Could always use the Joker's theme song from 'Batman: The Animated Series'. Here's a link where someone has actually transcribed the musical notes for it: http://zanten.deviantart.com/art/Joker-theme-song-103335651?offset=50

I'm sure that somewhere online, there's a downloadable MP3 of the theme floating around.


----------



## Dinosaur1972 (Mar 28, 2007)

I *highly *recommend Verne Langdon's "Music for Magicians". It doesn't necessarily create any "haunted" imagery, but it is definitely the most convincing old-fashioned carnival music around. PM me if interested.

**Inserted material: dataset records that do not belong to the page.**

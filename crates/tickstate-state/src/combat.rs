//! Combat snapshot: target, aggressors, incoming attacks and attack timing.

use std::collections::BTreeMap;
use std::fmt;

use serde::{Deserialize, Serialize};
use tickstate_core::{Skill, Tick};

use crate::poison::PoisonState;
use crate::world::NpcSnapshot;

/// Weapon speed assumed when nothing better is known.
pub const DEFAULT_WEAPON_SPEED: u64 = 4;
/// Aggressors attacking within this many ticks count toward next-tick damage.
pub const IMMINENT_AGGRESSOR_TICKS: u64 = 1;
/// Incoming projectiles landing within this many ticks are imminent.
pub const IMMINENT_IMPACT_TICKS: u64 = 2;

/// Combat style of an attack or weapon.
#[derive(Clone, Copy, Debug, Default, PartialEq, Eq, Hash, Serialize, Deserialize)]
#[serde(rename_all = "snake_case")]
pub enum AttackStyle {
    /// Close combat.
    Melee,
    /// Projectile weapons.
    Ranged,
    /// Spells.
    Magic,
    /// Not determined.
    #[default]
    Unknown,
}

impl fmt::Display for AttackStyle {
    fn fmt(&self, f: &mut fmt::Formatter<'_>) -> fmt::Result {
        f.write_str(match self {
            Self::Melee => "MELEE",
            Self::Ranged => "RANGED",
            Self::Magic => "MAGIC",
            Self::Unknown => "UNKNOWN",
        })
    }
}

/// An NPC confirmed to be attacking the local actor.
#[derive(Clone, Debug, PartialEq, Eq, Serialize, Deserialize)]
pub struct AggressorInfo {
    /// Scene index.
    pub npc_index: i32,
    /// Definition id.
    pub npc_id: i32,
    /// Display name.
    pub npc_name: Option<String>,
    /// Combat level.
    pub combat_level: i32,
    /// Tick of the most recent observed attack.
    pub last_attack_tick: Tick,
    /// Ticks between attacks.
    pub attack_speed: u64,
    /// Ticks until the next attack is expected.
    pub ticks_until_next_attack: u64,
    /// Estimated maximum hit.
    pub expected_max_hit: i32,
    /// Style the NPC attacks with.
    pub attack_style: AttackStyle,
    /// Whether an attack animation was playing at build time.
    pub is_attacking: bool,
}

impl AggressorInfo {
    /// Level-based max hit estimate: `max(1, level / 3 + 1)`.
    #[must_use]
    pub fn estimate_max_hit(combat_level: i32) -> i32 {
        (combat_level / 3 + 1).max(1)
    }

    /// Whether the next attack is due within [`IMMINENT_AGGRESSOR_TICKS`].
    #[must_use]
    pub fn is_attack_imminent(&self) -> bool {
        self.ticks_until_next_attack <= IMMINENT_AGGRESSOR_TICKS
    }
}

/// Combat picture of the local actor for one tick.
#[derive(Clone, Debug, PartialEq, Serialize, Deserialize)]
pub struct CombatState {
    /// NPC the actor is fighting.
    pub target_npc: Option<NpcSnapshot>,
    /// Special attack energy, 0..=100.
    pub special_attack_energy: i32,
    /// Style of the equipped weapon.
    pub current_attack_style: AttackStyle,
    /// Ticks between the actor's attacks.
    pub weapon_attack_speed: u64,
    /// Boosted combat skill levels.
    pub boosted_stats: BTreeMap<Skill, i32>,
    /// Poison/venom state.
    pub poison: PoisonState,
    /// NPCs confirmed to be attacking.
    pub aggressive_npcs: Vec<AggressorInfo>,
    /// In a multi-combat area.
    pub in_multi_combat: bool,
    /// Style of the next incoming projectile.
    pub incoming_attack_style: AttackStyle,
    /// Ticks until the incoming projectile lands.
    pub ticks_until_attack_lands: Option<u64>,
    /// Tick of the actor's last attack.
    pub last_attack_tick: Option<Tick>,
    /// Ticks since the actor's last attack.
    pub ticks_since_last_attack: Option<u64>,
    /// Whether the weapon is off cooldown.
    pub can_attack: bool,
}

impl CombatState {
    /// Not in combat.
    #[must_use]
    pub fn empty() -> Self {
        Self {
            target_npc: None,
            special_attack_energy: 0,
            current_attack_style: AttackStyle::Unknown,
            weapon_attack_speed: DEFAULT_WEAPON_SPEED,
            boosted_stats: BTreeMap::new(),
            poison: PoisonState::none(),
            aggressive_npcs: Vec::new(),
            in_multi_combat: false,
            incoming_attack_style: AttackStyle::Unknown,
            ticks_until_attack_lands: None,
            last_attack_tick: None,
            ticks_since_last_attack: None,
            can_attack: false,
        }
    }

    /// Whether the actor is fighting an NPC.
    #[must_use]
    pub fn has_target(&self) -> bool {
        self.target_npc.is_some()
    }

    /// Number of confirmed aggressors.
    #[must_use]
    pub fn aggressor_count(&self) -> usize {
        self.aggressive_npcs.len()
    }

    /// Two or more aggressors.
    #[must_use]
    pub fn is_piled_up(&self) -> bool {
        self.aggressive_npcs.len() >= 2
    }

    /// At least one aggressor.
    #[must_use]
    pub fn is_being_attacked(&self) -> bool {
        !self.aggressive_npcs.is_empty()
    }

    /// Aggressor with the highest estimated max hit.
    #[must_use]
    pub fn most_dangerous_aggressor(&self) -> Option<&AggressorInfo> {
        self.aggressive_npcs
            .iter()
            .max_by_key(|a| a.expected_max_hit)
    }

    /// Aggressor attacking soonest.
    #[must_use]
    pub fn next_attacker(&self) -> Option<&AggressorInfo> {
        self.aggressive_npcs
            .iter()
            .min_by_key(|a| a.ticks_until_next_attack)
    }

    /// Sum of max hits of aggressors about to attack.
    #[must_use]
    pub fn expected_damage_next_tick(&self) -> i32 {
        self.aggressive_npcs
            .iter()
            .filter(|a| a.is_attack_imminent())
            .map(|a| a.expected_max_hit)
            .sum()
    }

    /// Whether poisoned (not venomed).
    #[must_use]
    pub fn is_poisoned(&self) -> bool {
        self.poison.is_poisoned()
    }

    /// Whether venomed.
    #[must_use]
    pub fn is_venomed(&self) -> bool {
        self.poison.is_venomed()
    }

    /// Boosted level of a combat skill.
    #[must_use]
    pub fn boosted_level(&self, skill: Skill) -> Option<i32> {
        self.boosted_stats.get(&skill).copied()
    }

    /// Whether a tracked skill is below `base_level`.
    #[must_use]
    pub fn is_stat_drained(&self, skill: Skill, base_level: i32) -> bool {
        self.boosted_level(skill).is_some_and(|b| b < base_level)
    }

    /// Whether special energy is at least `percent`.
    #[must_use]
    pub fn has_spec_energy(&self, percent: i32) -> bool {
        self.special_attack_energy >= percent
    }

    /// Ticks until the weapon is off cooldown, 0 when ready.
    #[must_use]
    pub fn ticks_until_can_attack(&self) -> u64 {
        if self.can_attack {
            return 0;
        }
        match self.ticks_since_last_attack {
            Some(since) => self.weapon_attack_speed.saturating_sub(since),
            None => 0,
        }
    }

    /// Whether a projectile with a known style is heading for the actor.
    #[must_use]
    pub fn has_incoming_attack(&self) -> bool {
        self.incoming_attack_style != AttackStyle::Unknown && self.ticks_until_attack_lands.is_some()
    }

    /// Whether the incoming projectile lands within [`IMMINENT_IMPACT_TICKS`].
    #[must_use]
    pub fn is_attack_imminent(&self) -> bool {
        self.has_incoming_attack()
            && self
                .ticks_until_attack_lands
                .is_some_and(|t| t <= IMMINENT_IMPACT_TICKS)
    }

    /// One-line description for logs.
    #[must_use]
    pub fn summary(&self) -> String {
        let mut out = String::from("CombatState[");
        match self.target_npc.as_ref() {
            Some(npc) => {
                out.push_str("target=");
                out.push_str(npc.name.as_deref().unwrap_or("?"));
            }
            None => out.push_str("no target"),
        }
        out.push_str(&format!(
            ", spec={}%, aggressors={}",
            self.special_attack_energy,
            self.aggressive_npcs.len()
        ));
        if self.in_multi_combat {
            out.push_str(" (MULTI)");
        }
        if self.poison.has_effect() {
            out.push_str(&format!(", {}", self.poison.kind));
        }
        if self.has_incoming_attack() {
            out.push_str(&format!(", incoming={}", self.incoming_attack_style));
        }
        out.push(']');
        out
    }
}

impl Default for CombatState {
    fn default() -> Self {
        Self::empty()
    }
}

// ─────────────────────────────────────────────────────────────────────────────
// Tests
// ─────────────────────────────────────────────────────────────────────────────
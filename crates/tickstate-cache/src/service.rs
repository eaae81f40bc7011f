//! The state service: pull accessors over the tick-scoped cache.
//!
//! Everything here runs on the tick thread. Events only mark families dirty
//! or record facts; the next pull decides, through the entry's policy,
//! whether to serve the cached snapshot or rebuild it. Pull accessors never
//! fail. Logged out they return the family's empty snapshot, and a builder
//! that panics is replaced by the empty snapshot for that read.

use std::sync::Arc;
use std::time::{Duration, Instant};

use tickstate_core::constants::varbits;
use tickstate_core::{AccountId, ActorRef, SessionId, SimulationClient, Tick};
use tickstate_settings::{BudgetSettings, StateSettings, get_settings};
use tickstate_state::{
    ActorState, CombatState, EquipmentState, InterfaceMode, InventoryState, TaskProgressState,
    WorldState,
};
use tickstate_telemetry::{HistogramSummary, MetricsRecorder};
use tracing::{debug, info, warn};

use crate::builders::actor::build_actor;
use crate::builders::combat::{CombatInputs, build_combat};
use crate::builders::containers::{build_equipment, build_inventory};
use crate::builders::guarded;
use crate::builders::panels::PanelScanCache;
use crate::builders::task::TaskProgressBuilder;
use crate::builders::world::build_world;
use crate::context::CacheContext;
use crate::diagnostics::{CacheStats, EntryStats, metric};
use crate::dirty::Family;
use crate::enrichment::{PriceEnricher, PriceSource};
use crate::entry::{CacheEntry, Policy};
use crate::events::{SimEvent, dirty_family_for, is_cant_reach};
use crate::lifecycle::{HookRegistry, SessionContext, SessionHook};
use crate::reference::{CombatReference, StaticCombatReference, TaskInfoProvider};

/// Wall-clock source in Unix seconds.
pub type Clock = Box<dyn Fn() -> i64 + Send + Sync>;

/// What happened on one pull.
#[derive(Clone, Copy, Debug, PartialEq, Eq)]
enum Rebuild {
    Cached,
    Built(Duration),
    Failed,
}

struct RebuildTimer<'a> {
    metrics: &'a MetricsRecorder,
    debug_after: Duration,
}

impl<'a> RebuildTimer<'a> {
    fn new(metrics: &'a MetricsRecorder, budget: &BudgetSettings) -> Self {
        Self {
            metrics,
            debug_after: Duration::from_millis(budget.entry_rebuild_debug_ms),
        }
    }
}

/// Serve from `entry` or rebuild it behind the panic boundary.
fn serve<T>(
    entry: &mut CacheEntry<T>,
    family: Family,
    tick: Tick,
    dirty: bool,
    timer: &RebuildTimer<'_>,
    build: impl FnOnce() -> T,
    fallback: impl FnOnce() -> T,
) -> (Arc<T>, Rebuild) {
    if let Some(value) = entry.get_if_valid(tick, dirty) {
        return (value, Rebuild::Cached);
    }

    let labels = [("family", family.as_str())];
    let started = Instant::now();
    match guarded(family, build) {
        Ok(value) => {
            let elapsed = started.elapsed();
            timer.metrics.increment_counter(metric::REBUILDS, &labels, 1);
            timer
                .metrics
                .record_histogram(metric::REBUILD_MS, &labels, elapsed.as_secs_f64() * 1000.0);
            if elapsed > timer.debug_after {
                debug!(
                    family = %family,
                    entry = entry.name(),
                    elapsed_us = elapsed.as_micros() as u64,
                    "slow rebuild"
                );
            }
            (entry.set(tick, value), Rebuild::Built(elapsed))
        }
        Err(error) => {
            warn!(family = %family, %error, "snapshot builder failed, serving empty");
            timer.metrics.increment_counter(metric::BUILDER_FAILURES, &labels, 1);
            (entry.set(tick, fallback()), Rebuild::Failed)
        }
    }
}

/// Pre-allocated empty snapshots handed out while logged out.
struct Empties {
    actor: Arc<ActorState>,
    inventory: Arc<InventoryState>,
    equipment: Arc<EquipmentState>,
    combat: Arc<CombatState>,
    world: Arc<WorldState>,
    task: Arc<TaskProgressState>,
}

impl Empties {
    fn new() -> Self {
        Self {
            actor: Arc::new(ActorState::empty()),
            inventory: Arc::new(InventoryState::empty()),
            equipment: Arc::new(EquipmentState::empty()),
            combat: Arc::new(CombatState::empty()),
            world: Arc::new(WorldState::empty()),
            task: Arc::new(TaskProgressState::empty()),
        }
    }
}

/// Tick-scoped state cache over a [`SimulationClient`].
pub struct StateService {
    client: Arc<dyn SimulationClient>,
    reference: Arc<dyn CombatReference>,
    task_provider: Option<Arc<dyn TaskInfoProvider>>,
    prices: Option<PriceEnricher>,
    settings: StateSettings,
    hooks: HookRegistry,
    clock: Clock,
    metrics: Arc<MetricsRecorder>,

    ctx: CacheContext,
    actor: CacheEntry<ActorState>,
    inventory: CacheEntry<InventoryState>,
    equipment: CacheEntry<EquipmentState>,
    combat: CacheEntry<CombatState>,
    world: CacheEntry<WorldState>,
    task: CacheEntry<TaskProgressState>,
    panels: PanelScanCache,
    task_builder: TaskProgressBuilder,
    interface_mode: InterfaceMode,
    pending_start: bool,
    hooks_started: bool,
    empty: Empties,
}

Nox Arcana has "Circus Diabolique", but it has some narration. Mannheim Steamroller's Halloween, Vol. 2 has "Midnight Carnival". It's kinda spooky.


----------



## woody (Aug 22, 2006)

I could use some of those myself.


----------



## Dark lord (Jan 8, 2007)

woody said:


> I could use some of those myself.


Need some twisted carny music ?


----------



## woody (Aug 22, 2006)

yes i do!!!


----------



## Blumpkin (Aug 5, 2009)

I bought a Nox Arcana Carnival of Lost Souls CD last night but I could always use more!


----------



## FireAsh (Aug 23, 2010)

I am also looking for some creepy carnival music.


----------



## Guest (Sep 26, 2010)

Dark lord said:


> Need some twisted carny music ?


 I could use some aswell. Personal message me and I'm good to go .


----------



## HalloweenHouseParty (Sep 14, 2010)

Try downloading ICP (Insane Clowne Posse).


----------



## Guest (Sep 26, 2010)

Yeah, but there all rap. I really need something that will really scare the poop out of the kids. In addition, I can never find music I like.


----------



## zymmyiscool (Sep 24, 2010)

*heres a cool song*


----------



## dodgebroke (Jul 25, 2009)

Hey , I need some good carny music and ideas aswell


----------



## DrMayhem (Sep 30, 2010)

*scary clown bits & circus scenarios.*

Hi Socal. I run Dr. Mayhem Productions out of Denver, CO. We specialize in spooky voice overs and sound design for haunts around the world. I've got some stuff on file for circus and clown stuff, if you're interested. We can also produce something for you if you need. 

Everything is great quality and turnaround time; and very affordable. For samples and info, go to drmayhem.jimdo.com or email me at [email protected]

Our Halloween c.d., "13 Tracks From a Demented Mind" features "Clowns on Parade", a creepy marching clown type bit. The cd also has tons of other freaky scenarios. A copy is $10.00 plus shipping.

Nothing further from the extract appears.